■ What to work on: What is expected is a word-for-word copy of all the entries.

■ Data to use:
• • • •
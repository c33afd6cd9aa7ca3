//! Top-level error types for teller
//!
//! This module flattens the per-layer error hierarchy into the categories a
//! caller acts on.

use thiserror::Error;

use crate::agent::AgentError;
use crate::checkpoint::CheckpointError;
use crate::embed::EmbedError;
use crate::optimizer::OptimizerError;
use crate::provider::ProviderError;
use crate::store::StoreError;
use crate::tool::ToolError;

/// Top-level error type for teller operations
///
/// - [`Error::Auth`] - Fix credentials and retry
/// - [`Error::RateLimited`] - Back off and retry
/// - [`Error::Network`] - Check connectivity, retry
/// - [`Error::Unavailable`] - Service is down, wait and retry
/// - [`Error::Model`] - Model-side issues (content filtered, recursion limit)
/// - [`Error::Tool`] - Tool execution failed
/// - [`Error::Store`] - Memory store failure
/// - [`Error::Checkpoint`] - Conversation persistence failure
/// - [`Error::Config`] - Fix configuration (missing thread id, bad model spec)
#[derive(Debug, Error)]
pub enum Error {
    /// Authentication failed (missing, invalid or expired credentials)
    #[error("authentication failed: {0}")]
    Auth(String),

    /// Rate limited - slow down requests
    #[error("rate limited: {0}")]
    RateLimited(String),

    /// Network connectivity issue
    #[error("network error: {0}")]
    Network(String),

    /// Service temporarily unavailable
    #[error("service unavailable: {0}")]
    Unavailable(String),

    /// Model error (content filtered, empty response, recursion limit, etc.)
    #[error("model error: {0}")]
    Model(String),

    /// Tool execution failed
    #[error("tool error: {0}")]
    Tool(String),

    /// Memory store error
    #[error("store error: {0}")]
    Store(String),

    /// Checkpoint error
    #[error("checkpoint error: {0}")]
    Checkpoint(String),

    /// Configuration error
    #[error("configuration error: {0}")]
    Config(String),

    /// Other error
    #[error("{0}")]
    Other(String),
}

impl Error {
    /// Returns true if this is an authentication error
    pub fn is_auth(&self) -> bool {
        matches!(self, Self::Auth(_))
    }

    /// Returns true if this is a rate limiting error
    pub fn is_rate_limited(&self) -> bool {
        matches!(self, Self::RateLimited(_))
    }

    /// Returns true if this is a network error
    pub fn is_network(&self) -> bool {
        matches!(self, Self::Network(_))
    }

    /// Returns true if the service is unavailable
    pub fn is_unavailable(&self) -> bool {
        matches!(self, Self::Unavailable(_))
    }

    /// Returns true if this is a model error
    pub fn is_model(&self) -> bool {
        matches!(self, Self::Model(_))
    }

    /// Returns true if this is a tool error
    pub fn is_tool(&self) -> bool {
        matches!(self, Self::Tool(_))
    }

    /// Returns true if this is a store error
    pub fn is_store(&self) -> bool {
        matches!(self, Self::Store(_))
    }

    /// Returns true if this is a checkpoint error
    pub fn is_checkpoint(&self) -> bool {
        matches!(self, Self::Checkpoint(_))
    }

    /// Returns true if this is a configuration error
    pub fn is_config(&self) -> bool {
        matches!(self, Self::Config(_))
    }

    /// Returns true if this error is potentially retryable
    ///
    /// Authentication and configuration errors are not retryable without
    /// user intervention.
    pub fn is_retryable(&self) -> bool {
        matches!(
            self,
            Self::RateLimited(_) | Self::Network(_) | Self::Unavailable(_)
        )
    }
}

impl From<ProviderError> for Error {
    fn from(err: ProviderError) -> Self {
        match err {
            ProviderError::Authentication(msg) => Self::Auth(msg),
            ProviderError::RateLimited(msg) => Self::RateLimited(msg),
            ProviderError::Network(msg) => Self::Network(msg),
            ProviderError::ServiceUnavailable(msg) => Self::Unavailable(msg),
            ProviderError::Model(msg) => Self::Model(msg),
            ProviderError::Configuration(msg) => Self::Config(msg),
            ProviderError::Other(msg) => Self::Other(msg),
        }
    }
}

impl From<ToolError> for Error {
    fn from(err: ToolError) -> Self {
        Self::Tool(err.to_string())
    }
}

impl From<StoreError> for Error {
    fn from(err: StoreError) -> Self {
        Self::Store(err.to_string())
    }
}

impl From<CheckpointError> for Error {
    fn from(err: CheckpointError) -> Self {
        Self::Checkpoint(err.to_string())
    }
}

impl From<EmbedError> for Error {
    fn from(err: EmbedError) -> Self {
        match err {
            EmbedError::Provider(e) => e.into(),
            other => Self::Store(other.to_string()),
        }
    }
}

impl From<OptimizerError> for Error {
    fn from(err: OptimizerError) -> Self {
        match err {
            OptimizerError::Provider(e) => e.into(),
            other => Self::Model(other.to_string()),
        }
    }
}

impl From<AgentError> for Error {
    fn from(err: AgentError) -> Self {
        match err {
            AgentError::Provider(e) => e.into(),
            AgentError::Tool(e) => e.into(),
            AgentError::Store(e) => e.into(),
            AgentError::Checkpoint(e) => e.into(),
            AgentError::NoResponse => Self::Model("model returned no response".to_string()),
            AgentError::EmptyResponse => Self::Model("model returned empty response".to_string()),
            AgentError::MaxTokensExceeded => Self::Model(
                "response exceeded maximum token limit - try asking the model to be more concise"
                    .to_string(),
            ),
            AgentError::ContentFiltered => {
                Self::Model("response was filtered by content moderation".to_string())
            }
            AgentError::ToolNotFound(name) => Self::Tool(format!("not found: {}", name)),
            AgentError::InvalidToolInput(msg) => Self::Tool(format!("invalid input: {}", msg)),
            AgentError::RecursionLimit(limit) => {
                Self::Model(format!("recursion limit of {} model calls reached", limit))
            }
            AgentError::UnexpectedStopReason(reason) => {
                Self::Model(format!("unexpected stop reason: {}", reason))
            }
            AgentError::Config(msg) => Self::Config(msg),
        }
    }
}

/// Result type for teller operations
pub type Result<T> = std::result::Result<T, Error>;

#[cfg(test)]
mod tests {
    use super::*;

    #[test]
    fn test_is_retryable() {
        assert!(Error::RateLimited("slow down".into()).is_retryable());
        assert!(Error::Network("connection refused".into()).is_retryable());
        assert!(Error::Unavailable("503".into()).is_retryable());

        assert!(!Error::Auth("invalid key".into()).is_retryable());
        assert!(!Error::Config("missing thread id".into()).is_retryable());
        assert!(!Error::Store("empty namespace".into()).is_retryable());
    }

    #[test]
    fn test_from_provider_error() {
        let err: Error = ProviderError::Authentication("OPENAI_API_KEY is not set".into()).into();
        assert!(err.is_auth());

        let err: Error = ProviderError::RateLimited("throttled".into()).into();
        assert!(err.is_rate_limited());

        let err: Error = ProviderError::Configuration("unknown model".into()).into();
        assert!(err.is_config());

        let err: Error = ProviderError::ServiceUnavailable("502 Bad Gateway".into()).into();
        assert!(err.is_unavailable());
        assert!(err.is_retryable());
    }

    #[test]
    fn test_from_agent_error() {
        let err: Error = AgentError::RecursionLimit(25).into();
        assert!(err.is_model());
        assert!(err.to_string().contains("25"));

        let err: Error = AgentError::ToolNotFound("transfer_to_nobody".into()).into();
        assert!(err.is_tool());

        let err: Error = AgentError::Provider(ProviderError::Network("reset".into())).into();
        assert!(err.is_network());

        let err: Error = AgentError::Store(StoreError::InvalidNamespace("empty".into())).into();
        assert!(err.is_store());

        let err: Error = AgentError::Config("no prompt".into()).into();
        assert!(err.is_config());
    }

    #[test]
    fn test_from_checkpoint_error() {
        let err: Error = CheckpointError::Storage("disk full".into()).into();
        assert!(err.is_checkpoint());
    }
}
• • • •
■ Reply:
repository c33afd6cd9aa7ca3
//! Top-level error types for teller
//!
//! This module flattens the per-layer error hierarchy into the categories a
//! caller acts on.

use thiserror::Error;

use crate::agent::AgentError;
use crate::checkpoint::CheckpointError;
use crate::embed::EmbedError;
use crate::optimizer::OptimizerError;
use crate::provider::ProviderError;
use crate::store::StoreError;
use crate::tool::ToolError;

/// Top-level error type for teller operations
///
/// - [`Error::Auth`] - Fix credentials and retry
/// - [`Error::RateLimited`] - Back off and retry
/// - [`Error::Network`] - Check connectivity, retry
/// - [`Error::Unavailable`] - Service is down, wait and retry
/// - [`Error::Model`] - Model-side issues (content filtered, recursion limit)
/// - [`Error::Tool`] - Tool execution failed
/// - [`Error::Store`] - Memory store failure
/// - [`Error::Checkpoint`] - Conversation persistence failure
/// - [`Error::Config`] - Fix configuration (missing thread id, bad model spec)
#[derive(Debug, Error)]
pub enum Error {
    /// Authentication failed (missing, invalid or expired credentials)
    #[error("authentication failed: {0}")]
    Auth(String),

    /// Rate limited - slow down requests
    #[error("rate limited: {0}")]
    RateLimited(String),

    /// Network connectivity issue
    #[error("network error: {0}")]
    Network(String),

    /// Service temporarily unavailable
    #[error("service unavailable: {0}")]
    Unavailable(String),

    /// Model error (content filtered, empty response, recursion limit, etc.)
    #[error("model error: {0}")]
    Model(String),

    /// Tool execution failed
    #[error("tool error: {0}")]
    Tool(String),

    /// Memory store error
    #[error("store error: {0}")]
    Store(String),

    /// Checkpoint error
    #[error("checkpoint error: {0}")]
    Checkpoint(String),

    /// Configuration error
    #[error("configuration error: {0}")]
    Config(String),

    /// Other error
    #[error("{0}")]
    Other(String),
}

impl Error {
    /// Returns true if this is an authentication error
    pub fn is_auth(&self) -> bool {
        matches!(self, Self::Auth(_))
    }

    /// Returns true if this is a rate limiting error
    pub fn is_rate_limited(&self) -> bool {
        matches!(self, Self::RateLimited(_))
    }

    /// Returns true if this is a network error
    pub fn is_network(&self) -> bool {
        matches!(self, Self::Network(_))
    }

    /// Returns true if the service is unavailable
    pub fn is_unavailable(&self) -> bool {
        matches!(self, Self::Unavailable(_))
    }

    /// Returns true if this is a model error
    pub fn is_model(&self) -> bool {
        matches!(self, Self::Model(_))
    }

    /// Returns true if this is a tool error
    pub fn is_tool(&self) -> bool {
        matches!(self, Self::Tool(_))
    }

    /// Returns true if this is a store error
    pub fn is_store(&self) -> bool {
        matches!(self, Self::Store(_))
    }

    /// Returns true if this is a checkpoint error
    pub fn is_checkpoint(&self) -> bool {
        matches!(self, Self::Checkpoint(_))
    }

    /// Returns true if this is a configuration error
    pub fn is_config(&self) -> bool {
        matches!(self, Self::Config(_))
    }

    /// Returns true if this error is potentially retryable
    ///
    /// Authentication and configuration errors are not retryable without
    /// user intervention.
    pub fn is_retryable(&self) -> bool {
        matches!(
            self,
            Self::RateLimited(_) | Self::Network(_) | Self::Unavailable(_)
        )
    }
}

impl From<ProviderError> for Error {
    fn from(err: ProviderError) -> Self {
        match err {
            ProviderError::Authentication(msg) => Self::Auth(msg),
            ProviderError::RateLimited(msg) => Self::RateLimited(msg),
            ProviderError::Network(msg) => Self::Network(msg),
            ProviderError::ServiceUnavailable(msg) => Self::Unavailable(msg),
            ProviderError::Model(msg) => Self::Model(msg),
            ProviderError::Configuration(msg) => Self::Config(msg),
            ProviderError::Other(msg) => Self::Other(msg),
        }
    }
}

impl From<ToolError> for Error {
    fn from(err: ToolError) -> Self {
        Self::Tool(err.to_string())
    }
}

impl From<StoreError> for Error {
    fn from(err: StoreError) -> Self {
        Self::Store(err.to_string())
    }
}

impl From<CheckpointError> for Error {
    fn from(err: CheckpointError) -> Self {
        Self::Checkpoint(err.to_string())
    }
}

impl From<EmbedError> for Error {
    fn from(err: EmbedError) -> Self {
        match err {
            EmbedError::Provider(e) => e.into(),
            other => Self::Store(other.to_string()),
        }
    }
}

impl From<OptimizerError> for Error {
    fn from(err: OptimizerError) -> Self {
        match err {
            OptimizerError::Provider(e) => e.into(),
            other => Self::Model(other.to_string()),
        }
    }
}

impl From<AgentError> for Error {
    fn from(err: AgentError) -> Self {
        match err {
            AgentError::Provider(e) => e.into(),
            AgentError::Tool(e) => e.into(),
            AgentError::Store(e) => e.into(),
            AgentError::Checkpoint(e) => e.into(),
            AgentError::NoResponse => Self::Model("model returned no response".to_string()),
            AgentError::EmptyResponse => Self::Model("model returned empty response".to_string()),
            AgentError::MaxTokensExceeded => Self::Model(
                "response exceeded maximum token limit - try asking the model to be more concise"
                    .to_string(),
            ),
            AgentError::ContentFiltered => {
                Self::Model("response was filtered by content moderation".to_string())
            }
            AgentError::ToolNotFound(name) => Self::Tool(format!("not found: {}", name)),
            AgentError::InvalidToolInput(msg) => Self::Tool(format!("invalid input: {}", msg)),
            AgentError::RecursionLimit(limit) => {
                Self::Model(format!("recursion limit of {} model calls reached", limit))
            }
            AgentError::UnexpectedStopReason(reason) => {
                Self::Model(format!("unexpected stop reason: {}", reason))
            }
            AgentError::Config(msg) => Self::Config(msg),
        }
    }
}

/// Result type for teller operations
pub type Result<T> = std::result::Result<T, Error>;

#[cfg(test)]
mod tests {
    use super::*;

    #[test]
    fn test_is_retryable() {
        assert!(Error::RateLimited("slow down".into()).is_retryable());
        assert!(Error::Network("connection refused".into()).is_retryable());
        assert!(Error::Unavailable("503".into()).is_retryable());

        assert!(!Error::Auth("invalid key".into()).is_retryable());
        assert!(!Error::Config("missing thread id".into()).is_retryable());
        assert!(!Error::Store("empty namespace".into()).is_retryable());
    }

    #[test]
    fn test_from_provider_error() {
        let err: Error = ProviderError::Authentication("OPENAI_API_KEY is not set".into()).into();
        assert!(err.is_auth());

        let err: Error = ProviderError::RateLimited("throttled".into()).into();
        assert!(err.is_rate_limited());

        let err: Error = ProviderError::Configuration("unknown model".into()).into();
        assert!(err.is_config());

        let err: Error = ProviderError::ServiceUnavailable("502 Bad Gateway".into()).into();
        assert!(err.is_unavailable());
        assert!(err.is_retryable());
    }

    #[test]
    fn test_from_agent_error() {
        let err: Error = AgentError::RecursionLimit(25).into();
        assert!(err.is_model());
        assert!(err.to_string().contains("25"));

        let err: Error = AgentError::ToolNotFound("transfer_to_nobody".into()).into();
        assert!(err.is_tool());

        let err: Error = AgentError::Provider(ProviderError::Network("reset".into())).into();
        assert!(err.is_network());

        let err: Error = AgentError::Store(StoreError::InvalidNamespace("empty".into())).into();
        assert!(err.is_store());

        let err: Error = AgentError::Config("no prompt".into()).into();
        assert!(err.is_config());
    }

    #[test]
    fn test_from_checkpoint_error() {
        let err: Error = CheckpointError::Storage("disk full".into()).into();
        assert!(err.is_checkpoint());
    }
}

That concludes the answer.